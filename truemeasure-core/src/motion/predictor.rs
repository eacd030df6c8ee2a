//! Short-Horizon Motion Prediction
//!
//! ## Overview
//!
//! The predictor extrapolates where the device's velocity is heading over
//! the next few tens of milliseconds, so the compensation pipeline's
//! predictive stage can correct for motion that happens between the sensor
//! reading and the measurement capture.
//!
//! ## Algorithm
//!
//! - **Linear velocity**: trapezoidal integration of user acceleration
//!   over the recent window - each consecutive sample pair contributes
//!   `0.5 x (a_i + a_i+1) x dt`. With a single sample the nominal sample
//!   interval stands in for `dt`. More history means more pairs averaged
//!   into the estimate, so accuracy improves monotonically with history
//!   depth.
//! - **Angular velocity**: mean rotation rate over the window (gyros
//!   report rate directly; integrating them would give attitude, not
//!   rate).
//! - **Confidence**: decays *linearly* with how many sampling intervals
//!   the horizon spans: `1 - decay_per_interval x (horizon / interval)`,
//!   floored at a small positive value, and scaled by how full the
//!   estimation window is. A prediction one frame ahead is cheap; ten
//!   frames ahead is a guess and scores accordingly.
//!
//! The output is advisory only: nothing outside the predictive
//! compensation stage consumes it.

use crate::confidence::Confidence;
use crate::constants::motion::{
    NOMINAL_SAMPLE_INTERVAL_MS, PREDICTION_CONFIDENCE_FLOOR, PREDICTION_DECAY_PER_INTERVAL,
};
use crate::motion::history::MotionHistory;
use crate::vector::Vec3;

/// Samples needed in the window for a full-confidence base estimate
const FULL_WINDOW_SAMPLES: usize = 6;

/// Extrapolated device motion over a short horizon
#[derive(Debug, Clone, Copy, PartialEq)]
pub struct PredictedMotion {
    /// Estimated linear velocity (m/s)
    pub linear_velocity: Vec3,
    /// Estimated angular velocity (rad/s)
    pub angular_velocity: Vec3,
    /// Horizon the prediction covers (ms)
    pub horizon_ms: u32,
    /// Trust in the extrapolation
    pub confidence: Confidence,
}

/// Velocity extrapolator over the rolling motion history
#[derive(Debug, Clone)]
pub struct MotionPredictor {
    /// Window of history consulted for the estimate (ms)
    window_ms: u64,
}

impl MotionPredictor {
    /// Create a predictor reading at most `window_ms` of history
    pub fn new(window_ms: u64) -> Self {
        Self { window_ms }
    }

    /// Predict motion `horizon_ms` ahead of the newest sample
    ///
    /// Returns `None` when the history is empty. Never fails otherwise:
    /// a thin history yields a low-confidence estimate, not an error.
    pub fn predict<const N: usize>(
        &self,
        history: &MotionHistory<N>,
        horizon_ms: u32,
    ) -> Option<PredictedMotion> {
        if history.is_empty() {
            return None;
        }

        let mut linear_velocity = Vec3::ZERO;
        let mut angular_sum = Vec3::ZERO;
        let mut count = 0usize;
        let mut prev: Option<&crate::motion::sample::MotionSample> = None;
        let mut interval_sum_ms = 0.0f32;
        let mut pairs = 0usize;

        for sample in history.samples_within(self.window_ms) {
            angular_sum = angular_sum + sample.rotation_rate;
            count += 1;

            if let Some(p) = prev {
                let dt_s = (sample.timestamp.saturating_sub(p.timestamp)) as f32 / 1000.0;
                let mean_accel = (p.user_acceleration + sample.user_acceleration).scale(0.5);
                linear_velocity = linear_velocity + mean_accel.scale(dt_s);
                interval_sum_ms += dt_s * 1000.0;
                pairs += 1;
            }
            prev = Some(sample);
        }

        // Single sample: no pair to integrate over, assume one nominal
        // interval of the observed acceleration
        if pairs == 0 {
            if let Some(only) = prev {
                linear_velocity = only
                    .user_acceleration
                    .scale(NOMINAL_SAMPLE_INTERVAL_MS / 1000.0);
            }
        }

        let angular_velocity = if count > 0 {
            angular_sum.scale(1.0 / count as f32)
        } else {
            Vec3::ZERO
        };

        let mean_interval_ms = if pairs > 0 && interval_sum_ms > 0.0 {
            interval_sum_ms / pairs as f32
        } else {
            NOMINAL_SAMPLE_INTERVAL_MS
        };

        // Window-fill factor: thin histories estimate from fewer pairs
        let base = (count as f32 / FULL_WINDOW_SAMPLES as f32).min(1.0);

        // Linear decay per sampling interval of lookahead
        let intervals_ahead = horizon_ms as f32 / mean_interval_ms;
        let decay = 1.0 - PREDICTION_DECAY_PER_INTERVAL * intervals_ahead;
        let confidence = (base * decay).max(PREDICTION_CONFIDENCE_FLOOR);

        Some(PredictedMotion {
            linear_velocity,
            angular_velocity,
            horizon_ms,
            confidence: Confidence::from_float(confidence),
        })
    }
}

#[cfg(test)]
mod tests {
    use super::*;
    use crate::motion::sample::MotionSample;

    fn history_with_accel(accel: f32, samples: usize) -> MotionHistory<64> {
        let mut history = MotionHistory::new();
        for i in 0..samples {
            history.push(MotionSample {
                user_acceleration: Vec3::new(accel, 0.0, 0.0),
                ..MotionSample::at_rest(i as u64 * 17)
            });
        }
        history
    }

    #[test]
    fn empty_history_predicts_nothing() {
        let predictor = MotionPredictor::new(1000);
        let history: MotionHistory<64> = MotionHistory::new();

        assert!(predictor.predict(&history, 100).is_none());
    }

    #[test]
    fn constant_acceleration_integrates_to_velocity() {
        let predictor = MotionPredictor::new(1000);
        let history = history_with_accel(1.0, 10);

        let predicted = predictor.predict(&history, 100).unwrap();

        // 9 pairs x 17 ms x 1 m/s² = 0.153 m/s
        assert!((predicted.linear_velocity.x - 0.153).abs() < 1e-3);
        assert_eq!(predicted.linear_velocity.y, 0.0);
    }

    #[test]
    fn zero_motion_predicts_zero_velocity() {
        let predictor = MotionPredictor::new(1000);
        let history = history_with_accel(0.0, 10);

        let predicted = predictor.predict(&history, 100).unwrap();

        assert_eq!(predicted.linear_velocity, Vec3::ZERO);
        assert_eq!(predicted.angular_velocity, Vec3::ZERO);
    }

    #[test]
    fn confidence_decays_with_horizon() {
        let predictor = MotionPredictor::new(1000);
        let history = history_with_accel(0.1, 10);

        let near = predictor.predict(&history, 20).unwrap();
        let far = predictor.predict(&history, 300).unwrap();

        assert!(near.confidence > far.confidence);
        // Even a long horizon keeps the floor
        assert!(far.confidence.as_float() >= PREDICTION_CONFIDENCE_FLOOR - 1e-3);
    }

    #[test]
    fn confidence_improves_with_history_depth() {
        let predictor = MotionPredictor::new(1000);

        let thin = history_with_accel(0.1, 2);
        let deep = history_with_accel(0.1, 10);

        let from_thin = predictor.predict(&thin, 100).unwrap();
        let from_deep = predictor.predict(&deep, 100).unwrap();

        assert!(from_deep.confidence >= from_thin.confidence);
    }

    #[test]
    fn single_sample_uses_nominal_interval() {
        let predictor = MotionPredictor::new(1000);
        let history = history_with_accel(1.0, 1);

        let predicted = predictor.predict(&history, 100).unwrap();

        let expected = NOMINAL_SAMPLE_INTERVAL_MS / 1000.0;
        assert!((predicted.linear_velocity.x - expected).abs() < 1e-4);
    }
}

________________________________________

§ **ASSIGNMENT**
Repeat every entry exactly as written above.

§ **SOLUTION TO THE PROBLEM**
filename truemeasure-core/src/motion/predictor.rs
repository eacd030df6c8ee2a
//! Short-Horizon Motion Prediction
//!
//! ## Overview
//!
//! The predictor extrapolates where the device's velocity is heading over
//! the next few tens of milliseconds, so the compensation pipeline's
//! predictive stage can correct for motion that happens between the sensor
//! reading and the measurement capture.
//!
//! ## Algorithm
//!
//! - **Linear velocity**: trapezoidal integration of user acceleration
//!   over the recent window - each consecutive sample pair contributes
//!   `0.5 x (a_i + a_i+1) x dt`. With a single sample the nominal sample
//!   interval stands in for `dt`. More history means more pairs averaged
//!   into the estimate, so accuracy improves monotonically with history
//!   depth.
//! - **Angular velocity**: mean rotation rate over the window (gyros
//!   report rate directly; integrating them would give attitude, not
//!   rate).
//! - **Confidence**: decays *linearly* with how many sampling intervals
//!   the horizon spans: `1 - decay_per_interval x (horizon / interval)`,
//!   floored at a small positive value, and scaled by how full the
//!   estimation window is. A prediction one frame ahead is cheap; ten
//!   frames ahead is a guess and scores accordingly.
//!
//! The output is advisory only: nothing outside the predictive
//! compensation stage consumes it.

use crate::confidence::Confidence;
use crate::constants::motion::{
    NOMINAL_SAMPLE_INTERVAL_MS, PREDICTION_CONFIDENCE_FLOOR, PREDICTION_DECAY_PER_INTERVAL,
};
use crate::motion::history::MotionHistory;
use crate::vector::Vec3;

/// Samples needed in the window for a full-confidence base estimate
const FULL_WINDOW_SAMPLES: usize = 6;

/// Extrapolated device motion over a short horizon
#[derive(Debug, Clone, Copy, PartialEq)]
pub struct PredictedMotion {
    /// Estimated linear velocity (m/s)
    pub linear_velocity: Vec3,
    /// Estimated angular velocity (rad/s)
    pub angular_velocity: Vec3,
    /// Horizon the prediction covers (ms)
    pub horizon_ms: u32,
    /// Trust in the extrapolation
    pub confidence: Confidence,
}

/// Velocity extrapolator over the rolling motion history
#[derive(Debug, Clone)]
pub struct MotionPredictor {
    /// Window of history consulted for the estimate (ms)
    window_ms: u64,
}

impl MotionPredictor {
    /// Create a predictor reading at most `window_ms` of history
    pub fn new(window_ms: u64) -> Self {
        Self { window_ms }
    }

    /// Predict motion `horizon_ms` ahead of the newest sample
    ///
    /// Returns `None` when the history is empty. Never fails otherwise:
    /// a thin history yields a low-confidence estimate, not an error.
    pub fn predict<const N: usize>(
        &self,
        history: &MotionHistory<N>,
        horizon_ms: u32,
    ) -> Option<PredictedMotion> {
        if history.is_empty() {
            return None;
        }

        let mut linear_velocity = Vec3::ZERO;
        let mut angular_sum = Vec3::ZERO;
        let mut count = 0usize;
        let mut prev: Option<&crate::motion::sample::MotionSample> = None;
        let mut interval_sum_ms = 0.0f32;
        let mut pairs = 0usize;

        for sample in history.samples_within(self.window_ms) {
            angular_sum = angular_sum + sample.rotation_rate;
            count += 1;

            if let Some(p) = prev {
                let dt_s = (sample.timestamp.saturating_sub(p.timestamp)) as f32 / 1000.0;
                let mean_accel = (p.user_acceleration + sample.user_acceleration).scale(0.5);
                linear_velocity = linear_velocity + mean_accel.scale(dt_s);
                interval_sum_ms += dt_s * 1000.0;
                pairs += 1;
            }
            prev = Some(sample);
        }

        // Single sample: no pair to integrate over, assume one nominal
        // interval of the observed acceleration
        if pairs == 0 {
            if let Some(only) = prev {
                linear_velocity = only
                    .user_acceleration
                    .scale(NOMINAL_SAMPLE_INTERVAL_MS / 1000.0);
            }
        }

        let angular_velocity = if count > 0 {
            angular_sum.scale(1.0 / count as f32)
        } else {
            Vec3::ZERO
        };

        let mean_interval_ms = if pairs > 0 && interval_sum_ms > 0.0 {
            interval_sum_ms / pairs as f32
        } else {
            NOMINAL_SAMPLE_INTERVAL_MS
        };

        // Window-fill factor: thin histories estimate from fewer pairs
        let base = (count as f32 / FULL_WINDOW_SAMPLES as f32).min(1.0);

        // Linear decay per sampling interval of lookahead
        let intervals_ahead = horizon_ms as f32 / mean_interval_ms;
        let decay = 1.0 - PREDICTION_DECAY_PER_INTERVAL * intervals_ahead;
        let confidence = (base * decay).max(PREDICTION_CONFIDENCE_FLOOR);

        Some(PredictedMotion {
            linear_velocity,
            angular_velocity,
            horizon_ms,
            confidence: Confidence::from_float(confidence),
        })
    }
}

#[cfg(test)]
mod tests {
    use super::*;
    use crate::motion::sample::MotionSample;

    fn history_with_accel(accel: f32, samples: usize) -> MotionHistory<64> {
        let mut history = MotionHistory::new();
        for i in 0..samples {
            history.push(MotionSample {
                user_acceleration: Vec3::new(accel, 0.0, 0.0),
                ..MotionSample::at_rest(i as u64 * 17)
            });
        }
        history
    }

    #[test]
    fn empty_history_predicts_nothing() {
        let predictor = MotionPredictor::new(1000);
        let history: MotionHistory<64> = MotionHistory::new();

        assert!(predictor.predict(&history, 100).is_none());
    }

    #[test]
    fn constant_acceleration_integrates_to_velocity() {
        let predictor = MotionPredictor::new(1000);
        let history = history_with_accel(1.0, 10);

        let predicted = predictor.predict(&history, 100).unwrap();

        // 9 pairs x 17 ms x 1 m/s² = 0.153 m/s
        assert!((predicted.linear_velocity.x - 0.153).abs() < 1e-3);
        assert_eq!(predicted.linear_velocity.y, 0.0);
    }

    #[test]
    fn zero_motion_predicts_zero_velocity() {
        let predictor = MotionPredictor::new(1000);
        let history = history_with_accel(0.0, 10);

        let predicted = predictor.predict(&history, 100).unwrap();

        assert_eq!(predicted.linear_velocity, Vec3::ZERO);
        assert_eq!(predicted.angular_velocity, Vec3::ZERO);
    }

    #[test]
    fn confidence_decays_with_horizon() {
        let predictor = MotionPredictor::new(1000);
        let history = history_with_accel(0.1, 10);

        let near = predictor.predict(&history, 20).unwrap();
        let far = predictor.predict(&history, 300).unwrap();

        assert!(near.confidence > far.confidence);
        // Even a long horizon keeps the floor
        assert!(far.confidence.as_float() >= PREDICTION_CONFIDENCE_FLOOR - 1e-3);
    }

    #[test]
    fn confidence_improves_with_history_depth() {
        let predictor = MotionPredictor::new(1000);

        let thin = history_with_accel(0.1, 2);
        let deep = history_with_accel(0.1, 10);

        let from_thin = predictor.predict(&thin, 100).unwrap();
        let from_deep = predictor.predict(&deep, 100).unwrap();

        assert!(from_deep.confidence >= from_thin.confidence);
    }

    #[test]
    fn single_sample_uses_nominal_interval() {
        let predictor = MotionPredictor::new(1000);
        let history = history_with_accel(1.0, 1);

        let predicted = predictor.predict(&history, 100).unwrap();

        let expected = NOMINAL_SAMPLE_INTERVAL_MS / 1000.0;
        assert!((predicted.linear_velocity.x - expected).abs() < 1e-4);
    }
}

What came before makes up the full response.